### What is being asked
Report only the number of lines in this material that include the string "Some".

### Dataset extract
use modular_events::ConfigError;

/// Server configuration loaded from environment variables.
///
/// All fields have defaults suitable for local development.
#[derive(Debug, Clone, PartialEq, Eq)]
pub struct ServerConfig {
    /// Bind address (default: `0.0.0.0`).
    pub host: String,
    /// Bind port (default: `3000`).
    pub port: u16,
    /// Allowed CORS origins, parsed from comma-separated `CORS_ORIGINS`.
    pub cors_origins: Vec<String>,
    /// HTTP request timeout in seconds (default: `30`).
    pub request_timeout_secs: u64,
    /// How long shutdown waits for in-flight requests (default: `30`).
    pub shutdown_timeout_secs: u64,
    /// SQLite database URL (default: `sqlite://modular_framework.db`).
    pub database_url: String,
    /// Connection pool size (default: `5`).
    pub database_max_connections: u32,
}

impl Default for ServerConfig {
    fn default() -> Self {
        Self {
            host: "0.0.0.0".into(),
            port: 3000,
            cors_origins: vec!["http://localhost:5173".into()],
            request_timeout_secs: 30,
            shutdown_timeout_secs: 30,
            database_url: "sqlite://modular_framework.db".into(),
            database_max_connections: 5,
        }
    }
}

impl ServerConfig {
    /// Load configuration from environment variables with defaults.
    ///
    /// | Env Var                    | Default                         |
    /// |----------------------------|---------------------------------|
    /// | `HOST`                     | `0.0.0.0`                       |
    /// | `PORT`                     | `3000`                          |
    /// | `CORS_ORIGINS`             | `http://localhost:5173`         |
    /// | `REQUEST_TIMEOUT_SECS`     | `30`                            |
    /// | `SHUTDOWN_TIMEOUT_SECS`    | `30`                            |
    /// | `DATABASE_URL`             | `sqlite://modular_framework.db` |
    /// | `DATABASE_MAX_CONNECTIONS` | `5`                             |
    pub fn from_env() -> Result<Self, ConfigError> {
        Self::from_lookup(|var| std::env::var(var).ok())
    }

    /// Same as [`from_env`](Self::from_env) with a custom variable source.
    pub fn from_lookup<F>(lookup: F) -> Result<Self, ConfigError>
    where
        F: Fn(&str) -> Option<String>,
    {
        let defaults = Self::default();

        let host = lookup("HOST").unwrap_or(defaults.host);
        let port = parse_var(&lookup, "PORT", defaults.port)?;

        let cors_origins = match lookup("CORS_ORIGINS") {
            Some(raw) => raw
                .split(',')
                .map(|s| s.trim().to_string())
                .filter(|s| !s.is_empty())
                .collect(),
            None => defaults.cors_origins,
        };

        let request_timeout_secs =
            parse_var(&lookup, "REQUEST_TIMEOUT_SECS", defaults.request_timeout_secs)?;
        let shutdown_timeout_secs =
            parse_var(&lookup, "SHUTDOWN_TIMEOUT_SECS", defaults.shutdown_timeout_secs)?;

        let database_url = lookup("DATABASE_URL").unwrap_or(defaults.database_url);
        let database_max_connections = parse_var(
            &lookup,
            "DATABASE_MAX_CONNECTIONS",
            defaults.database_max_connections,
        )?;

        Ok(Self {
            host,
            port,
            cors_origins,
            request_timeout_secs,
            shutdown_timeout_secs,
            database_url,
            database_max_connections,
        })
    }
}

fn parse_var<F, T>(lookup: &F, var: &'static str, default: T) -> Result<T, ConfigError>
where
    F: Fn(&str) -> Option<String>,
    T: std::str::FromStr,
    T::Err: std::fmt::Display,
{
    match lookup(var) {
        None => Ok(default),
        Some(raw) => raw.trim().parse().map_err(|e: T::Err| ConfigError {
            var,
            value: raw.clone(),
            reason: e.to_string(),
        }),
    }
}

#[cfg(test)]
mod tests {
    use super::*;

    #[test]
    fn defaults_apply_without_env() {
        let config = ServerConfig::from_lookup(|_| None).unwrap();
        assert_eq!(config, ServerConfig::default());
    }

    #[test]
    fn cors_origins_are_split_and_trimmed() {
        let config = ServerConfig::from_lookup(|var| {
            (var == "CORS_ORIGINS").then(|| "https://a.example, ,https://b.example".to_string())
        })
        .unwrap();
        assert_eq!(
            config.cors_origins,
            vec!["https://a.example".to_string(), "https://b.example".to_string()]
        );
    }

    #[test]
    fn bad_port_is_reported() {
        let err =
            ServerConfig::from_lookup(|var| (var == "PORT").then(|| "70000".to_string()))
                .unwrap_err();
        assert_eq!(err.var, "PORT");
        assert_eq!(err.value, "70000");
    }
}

==

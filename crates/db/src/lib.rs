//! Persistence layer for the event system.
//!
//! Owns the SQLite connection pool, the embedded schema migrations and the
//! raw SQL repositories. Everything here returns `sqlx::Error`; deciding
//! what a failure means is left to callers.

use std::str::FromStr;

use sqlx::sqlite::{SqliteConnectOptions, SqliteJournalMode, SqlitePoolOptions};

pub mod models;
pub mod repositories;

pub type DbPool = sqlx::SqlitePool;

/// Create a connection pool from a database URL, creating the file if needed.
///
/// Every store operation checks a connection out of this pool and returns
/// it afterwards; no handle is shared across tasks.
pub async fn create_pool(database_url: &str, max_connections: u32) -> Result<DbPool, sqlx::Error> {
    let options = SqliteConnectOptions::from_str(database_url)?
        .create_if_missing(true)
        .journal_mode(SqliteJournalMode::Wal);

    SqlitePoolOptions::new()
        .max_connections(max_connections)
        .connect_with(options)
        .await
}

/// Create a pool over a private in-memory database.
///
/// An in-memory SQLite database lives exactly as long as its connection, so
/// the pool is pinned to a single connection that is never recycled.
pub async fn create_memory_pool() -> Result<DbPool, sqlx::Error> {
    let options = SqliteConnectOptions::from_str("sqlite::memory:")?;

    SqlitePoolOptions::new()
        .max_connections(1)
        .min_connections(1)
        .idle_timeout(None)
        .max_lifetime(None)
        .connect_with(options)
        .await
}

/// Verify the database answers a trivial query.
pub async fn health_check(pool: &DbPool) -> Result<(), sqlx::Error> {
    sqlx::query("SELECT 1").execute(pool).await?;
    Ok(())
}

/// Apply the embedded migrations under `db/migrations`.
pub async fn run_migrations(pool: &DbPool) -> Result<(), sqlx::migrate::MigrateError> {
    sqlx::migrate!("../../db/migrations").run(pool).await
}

### Finished task
2